# GIVEN RECORDS
★ ★ ★ ★

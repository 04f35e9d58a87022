//! Builds parameterized SELECT, INSERT, and UPDATE from a validated entity.
//!
//! Identifiers enter queries only through `Ident` values held by the
//! `EntityDefinition`; everything caller-supplied is a bound parameter.

use crate::schema::{EntityDefinition, Ident, SortSpec};
use serde_json::Value;
use std::collections::HashMap;

/// Hard ceiling on page size, applied before any query is issued.
pub const MAX_PAGE_SIZE: u32 = 200;
/// Hard ceiling on lookup-search results.
pub const MAX_LOOKUP_LIMIT: u32 = 50;

/// Quote an identifier for PostgreSQL. `Ident` cannot contain quotes.
fn quoted(ident: &Ident) -> String {
    format!("\"{}\"", ident.as_str())
}

pub struct QueryBuf {
    pub sql: String,
    pub params: Vec<Value>,
}

impl QueryBuf {
    fn new() -> Self {
        QueryBuf {
            sql: String::new(),
            params: Vec::new(),
        }
    }

    fn push_param(&mut self, v: Value) -> usize {
        self.params.push(v);
        self.params.len()
    }
}

fn select_column_list(entity: &EntityDefinition) -> String {
    entity
        .select_columns()
        .iter()
        .map(|c| quoted(c))
        .collect::<Vec<_>>()
        .join(", ")
}

/// Paginated list page. `sort` must come from `EntityDefinition::resolve_sort`
/// so only allow-listed columns can appear; pages below 1 are treated as 1.
pub fn select_list(
    entity: &EntityDefinition,
    page: i64,
    page_size: u32,
    sort: Option<&SortSpec>,
) -> QueryBuf {
    let mut q = QueryBuf::new();
    let page_size = page_size.clamp(1, MAX_PAGE_SIZE);
    // saturating: an absurd page must still produce a valid query that
    // returns an empty page, never wrap into a negative OFFSET
    let offset = page.max(1).saturating_sub(1).saturating_mul(i64::from(page_size));
    let order_clause = sort
        .map(|s| format!(" ORDER BY {} {}", quoted(&s.column), s.direction.as_sql()))
        .unwrap_or_default();
    q.sql = format!(
        "SELECT {} FROM {}{} LIMIT {} OFFSET {}",
        select_column_list(entity),
        quoted(&entity.table),
        order_clause,
        page_size,
        offset
    );
    q
}

pub fn count_all(entity: &EntityDefinition) -> QueryBuf {
    let mut q = QueryBuf::new();
    q.sql = format!("SELECT COUNT(*) FROM {}", quoted(&entity.table));
    q
}

/// SELECT by primary key; the key is the sole parameter.
pub fn select_by_pk(entity: &EntityDefinition, pk: &Value) -> QueryBuf {
    let mut q = QueryBuf::new();
    let n = q.push_param(pk.clone());
    q.sql = format!(
        "SELECT {} FROM {} WHERE {} = ${}",
        select_column_list(entity),
        quoted(&entity.table),
        quoted(&entity.primary_key),
        n
    );
    q
}

/// Case-insensitive substring search on the entity's display column, used to
/// populate reference pickers. The limit is capped regardless of the caller.
pub fn lookup_search(entity: &EntityDefinition, filter: &str, limit: u32) -> QueryBuf {
    let mut q = QueryBuf::new();
    let limit = limit.clamp(1, MAX_LOOKUP_LIMIT);
    let n = q.push_param(Value::String(format!("%{}%", filter)));
    let pk = quoted(&entity.primary_key);
    let display = quoted(&entity.lookup_display);
    let cols = if entity.primary_key == entity.lookup_display {
        pk.clone()
    } else {
        format!("{}, {}", pk, display)
    };
    q.sql = format!(
        "SELECT {} FROM {} WHERE {} ILIKE ${} ORDER BY {} ASC LIMIT {}",
        cols,
        quoted(&entity.table),
        display,
        n,
        display,
        limit
    );
    q
}

/// INSERT from the payload: only allow-listed columns are written, in the
/// entity's declared order; the primary key is skipped when absent or empty
/// so the store can assign one. Returns the selected columns of the new row.
pub fn insert(entity: &EntityDefinition, payload: &HashMap<String, Value>) -> QueryBuf {
    let mut q = QueryBuf::new();
    let mut cols = Vec::new();
    let mut placeholders = Vec::new();
    for column in entity.write_columns() {
        let Some(value) = payload.get(column.as_str()) else { continue };
        if *column == entity.primary_key && value_is_empty(value) {
            continue;
        }
        let n = q.push_param(value.clone());
        cols.push(quoted(column));
        placeholders.push(format!("${}", n));
    }
    if cols.is_empty() {
        // nothing allow-listed in the payload; let the store fill defaults
        q.sql = format!(
            "INSERT INTO {} DEFAULT VALUES RETURNING {}",
            quoted(&entity.table),
            select_column_list(entity)
        );
        return q;
    }
    q.sql = format!(
        "INSERT INTO {} ({}) VALUES ({}) RETURNING {}",
        quoted(&entity.table),
        cols.join(", "),
        placeholders.join(", "),
        select_column_list(entity)
    );
    q
}

/// UPDATE by primary key: SET only allow-listed columns present in the
/// payload, primary key bound last. An empty change set degenerates to a
/// SELECT of the current row.
pub fn update(entity: &EntityDefinition, pk: &Value, payload: &HashMap<String, Value>) -> QueryBuf {
    let mut q = QueryBuf::new();
    let mut sets = Vec::new();
    for column in entity.write_columns() {
        if *column == entity.primary_key {
            continue;
        }
        let Some(value) = payload.get(column.as_str()) else { continue };
        let n = q.push_param(value.clone());
        sets.push(format!("{} = ${}", quoted(column), n));
    }
    if sets.is_empty() {
        return select_by_pk(entity, pk);
    }
    let pk_param = q.push_param(pk.clone());
    q.sql = format!(
        "UPDATE {} SET {} WHERE {} = ${} RETURNING {}",
        quoted(&entity.table),
        sets.join(", "),
        quoted(&entity.primary_key),
        pk_param,
        select_column_list(entity)
    );
    q
}

/// Absent, null, or empty-string primary keys mean "insert".
pub fn value_is_empty(v: &Value) -> bool {
    match v {
        Value::Null => true,
        Value::String(s) => s.is_empty(),
        _ => false,
    }
}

★ ★ ★ ★

# WORK TO BE COMPLETED
All of the data must be written out again, exactly as it stands.

# ANSWER SECTION
repository 04f35e9d58a87022
//! Builds parameterized SELECT, INSERT, and UPDATE from a validated entity.
//!
//! Identifiers enter queries only through `Ident` values held by the
//! `EntityDefinition`; everything caller-supplied is a bound parameter.

use crate::schema::{EntityDefinition, Ident, SortSpec};
use serde_json::Value;
use std::collections::HashMap;

/// Hard ceiling on page size, applied before any query is issued.
pub const MAX_PAGE_SIZE: u32 = 200;
/// Hard ceiling on lookup-search results.
pub const MAX_LOOKUP_LIMIT: u32 = 50;

/// Quote an identifier for PostgreSQL. `Ident` cannot contain quotes.
fn quoted(ident: &Ident) -> String {
    format!("\"{}\"", ident.as_str())
}

pub struct QueryBuf {
    pub sql: String,
    pub params: Vec<Value>,
}

impl QueryBuf {
    fn new() -> Self {
        QueryBuf {
            sql: String::new(),
            params: Vec::new(),
        }
    }

    fn push_param(&mut self, v: Value) -> usize {
        self.params.push(v);
        self.params.len()
    }
}

fn select_column_list(entity: &EntityDefinition) -> String {
    entity
        .select_columns()
        .iter()
        .map(|c| quoted(c))
        .collect::<Vec<_>>()
        .join(", ")
}

/// Paginated list page. `sort` must come from `EntityDefinition::resolve_sort`
/// so only allow-listed columns can appear; pages below 1 are treated as 1.
pub fn select_list(
    entity: &EntityDefinition,
    page: i64,
    page_size: u32,
    sort: Option<&SortSpec>,
) -> QueryBuf {
    let mut q = QueryBuf::new();
    let page_size = page_size.clamp(1, MAX_PAGE_SIZE);
    // saturating: an absurd page must still produce a valid query that
    // returns an empty page, never wrap into a negative OFFSET
    let offset = page.max(1).saturating_sub(1).saturating_mul(i64::from(page_size));
    let order_clause = sort
        .map(|s| format!(" ORDER BY {} {}", quoted(&s.column), s.direction.as_sql()))
        .unwrap_or_default();
    q.sql = format!(
        "SELECT {} FROM {}{} LIMIT {} OFFSET {}",
        select_column_list(entity),
        quoted(&entity.table),
        order_clause,
        page_size,
        offset
    );
    q
}

pub fn count_all(entity: &EntityDefinition) -> QueryBuf {
    let mut q = QueryBuf::new();
    q.sql = format!("SELECT COUNT(*) FROM {}", quoted(&entity.table));
    q
}

/// SELECT by primary key; the key is the sole parameter.
pub fn select_by_pk(entity: &EntityDefinition, pk: &Value) -> QueryBuf {
    let mut q = QueryBuf::new();
    let n = q.push_param(pk.clone());
    q.sql = format!(
        "SELECT {} FROM {} WHERE {} = ${}",
        select_column_list(entity),
        quoted(&entity.table),
        quoted(&entity.primary_key),
        n
    );
    q
}

/// Case-insensitive substring search on the entity's display column, used to
/// populate reference pickers. The limit is capped regardless of the caller.
pub fn lookup_search(entity: &EntityDefinition, filter: &str, limit: u32) -> QueryBuf {
    let mut q = QueryBuf::new();
    let limit = limit.clamp(1, MAX_LOOKUP_LIMIT);
    let n = q.push_param(Value::String(format!("%{}%", filter)));
    let pk = quoted(&entity.primary_key);
    let display = quoted(&entity.lookup_display);
    let cols = if entity.primary_key == entity.lookup_display {
        pk.clone()
    } else {
        format!("{}, {}", pk, display)
    };
    q.sql = format!(
        "SELECT {} FROM {} WHERE {} ILIKE ${} ORDER BY {} ASC LIMIT {}",
        cols,
        quoted(&entity.table),
        display,
        n,
        display,
        limit
    );
    q
}

/// INSERT from the payload: only allow-listed columns are written, in the
/// entity's declared order; the primary key is skipped when absent or empty
/// so the store can assign one. Returns the selected columns of the new row.
pub fn insert(entity: &EntityDefinition, payload: &HashMap<String, Value>) -> QueryBuf {
    let mut q = QueryBuf::new();
    let mut cols = Vec::new();
    let mut placeholders = Vec::new();
    for column in entity.write_columns() {
        let Some(value) = payload.get(column.as_str()) else { continue };
        if *column == entity.primary_key && value_is_empty(value) {
            continue;
        }
        let n = q.push_param(value.clone());
        cols.push(quoted(column));
        placeholders.push(format!("${}", n));
    }
    if cols.is_empty() {
        // nothing allow-listed in the payload; let the store fill defaults
        q.sql = format!(
            "INSERT INTO {} DEFAULT VALUES RETURNING {}",
            quoted(&entity.table),
            select_column_list(entity)
        );
        return q;
    }
    q.sql = format!(
        "INSERT INTO {} ({}) VALUES ({}) RETURNING {}",
        quoted(&entity.table),
        cols.join(", "),
        placeholders.join(", "),
        select_column_list(entity)
    );
    q
}

/// UPDATE by primary key: SET only allow-listed columns present in the
/// payload, primary key bound last. An empty change set degenerates to a
/// SELECT of the current row.
pub fn update(entity: &EntityDefinition, pk: &Value, payload: &HashMap<String, Value>) -> QueryBuf {
    let mut q = QueryBuf::new();
    let mut sets = Vec::new();
    for column in entity.write_columns() {
        if *column == entity.primary_key {
            continue;
        }
        let Some(value) = payload.get(column.as_str()) else { continue };
        let n = q.push_param(value.clone());
        sets.push(format!("{} = ${}", quoted(column), n));
    }
    if sets.is_empty() {
        return select_by_pk(entity, pk);
    }
    let pk_param = q.push_param(pk.clone());
    q.sql = format!(
        "UPDATE {} SET {} WHERE {} = ${} RETURNING {}",
        quoted(&entity.table),
        sets.join(", "),
        quoted(&entity.primary_key),
        pk_param,
        select_column_list(entity)
    );
    q
}

/// Absent, null, or empty-string primary keys mean "insert".
pub fn value_is_empty(v: &Value) -> bool {
    match v {
        Value::Null => true,
        Value::String(s) => s.is_empty(),
        _ => false,
    }
}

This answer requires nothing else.